(Collected data)

● ● ● ● ●

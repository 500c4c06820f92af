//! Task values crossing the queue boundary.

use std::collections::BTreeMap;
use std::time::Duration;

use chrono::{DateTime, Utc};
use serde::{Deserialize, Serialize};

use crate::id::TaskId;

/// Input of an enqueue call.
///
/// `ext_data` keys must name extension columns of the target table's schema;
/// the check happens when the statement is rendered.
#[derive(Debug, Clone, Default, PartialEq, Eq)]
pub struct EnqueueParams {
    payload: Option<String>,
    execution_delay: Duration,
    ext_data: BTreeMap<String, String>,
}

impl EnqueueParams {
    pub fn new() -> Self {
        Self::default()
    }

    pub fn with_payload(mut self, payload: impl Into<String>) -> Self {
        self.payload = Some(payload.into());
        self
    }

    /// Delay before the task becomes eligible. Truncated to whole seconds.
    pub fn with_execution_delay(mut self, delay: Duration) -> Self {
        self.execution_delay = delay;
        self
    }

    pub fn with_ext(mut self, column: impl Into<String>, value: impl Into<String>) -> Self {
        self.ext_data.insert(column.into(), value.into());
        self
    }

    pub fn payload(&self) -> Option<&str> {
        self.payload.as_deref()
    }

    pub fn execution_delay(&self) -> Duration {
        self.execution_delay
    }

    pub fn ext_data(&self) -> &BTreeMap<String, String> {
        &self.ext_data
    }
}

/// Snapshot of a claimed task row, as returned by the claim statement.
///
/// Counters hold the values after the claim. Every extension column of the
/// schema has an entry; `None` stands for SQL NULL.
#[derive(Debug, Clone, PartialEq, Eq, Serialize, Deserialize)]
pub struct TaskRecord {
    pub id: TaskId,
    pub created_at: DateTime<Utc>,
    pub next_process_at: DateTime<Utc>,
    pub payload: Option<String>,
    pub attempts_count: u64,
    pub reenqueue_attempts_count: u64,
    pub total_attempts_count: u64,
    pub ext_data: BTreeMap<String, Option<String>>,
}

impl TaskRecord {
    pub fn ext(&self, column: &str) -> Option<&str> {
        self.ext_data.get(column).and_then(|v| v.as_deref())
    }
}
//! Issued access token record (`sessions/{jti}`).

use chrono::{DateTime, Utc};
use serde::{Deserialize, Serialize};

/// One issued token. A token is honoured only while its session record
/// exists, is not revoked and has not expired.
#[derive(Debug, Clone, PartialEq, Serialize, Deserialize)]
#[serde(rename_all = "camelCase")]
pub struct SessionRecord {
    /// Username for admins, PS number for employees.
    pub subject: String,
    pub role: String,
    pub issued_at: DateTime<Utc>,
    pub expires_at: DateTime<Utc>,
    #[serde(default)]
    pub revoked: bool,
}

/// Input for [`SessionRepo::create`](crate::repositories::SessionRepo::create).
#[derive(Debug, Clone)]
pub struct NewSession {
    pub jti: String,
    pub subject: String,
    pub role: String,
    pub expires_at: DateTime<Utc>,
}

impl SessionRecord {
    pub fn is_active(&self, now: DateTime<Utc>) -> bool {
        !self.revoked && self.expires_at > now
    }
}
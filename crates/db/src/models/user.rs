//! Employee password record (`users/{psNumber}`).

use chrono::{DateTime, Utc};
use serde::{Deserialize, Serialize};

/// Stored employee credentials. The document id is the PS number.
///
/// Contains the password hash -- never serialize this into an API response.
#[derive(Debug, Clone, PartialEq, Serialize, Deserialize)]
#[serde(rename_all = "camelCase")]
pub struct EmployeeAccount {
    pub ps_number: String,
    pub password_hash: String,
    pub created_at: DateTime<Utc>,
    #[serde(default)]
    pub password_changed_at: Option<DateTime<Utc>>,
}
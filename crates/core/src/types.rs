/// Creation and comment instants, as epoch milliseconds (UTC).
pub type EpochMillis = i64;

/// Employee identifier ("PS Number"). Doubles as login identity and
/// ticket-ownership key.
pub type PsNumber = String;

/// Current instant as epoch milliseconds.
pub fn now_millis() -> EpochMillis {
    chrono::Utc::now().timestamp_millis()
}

● ● ● ● ●

Assignment: Return word for word the lines above from the line with "pub fn with_payload(mut" to the line with "to whole seconds.", including both and leaving out all others.

Answer for this exercise:
    pub fn with_payload(mut self, payload: impl Into<String>) -> Self {
        self.payload = Some(payload.into());
        self
    }

    /// Delay before the task becomes eligible. Truncated to whole seconds.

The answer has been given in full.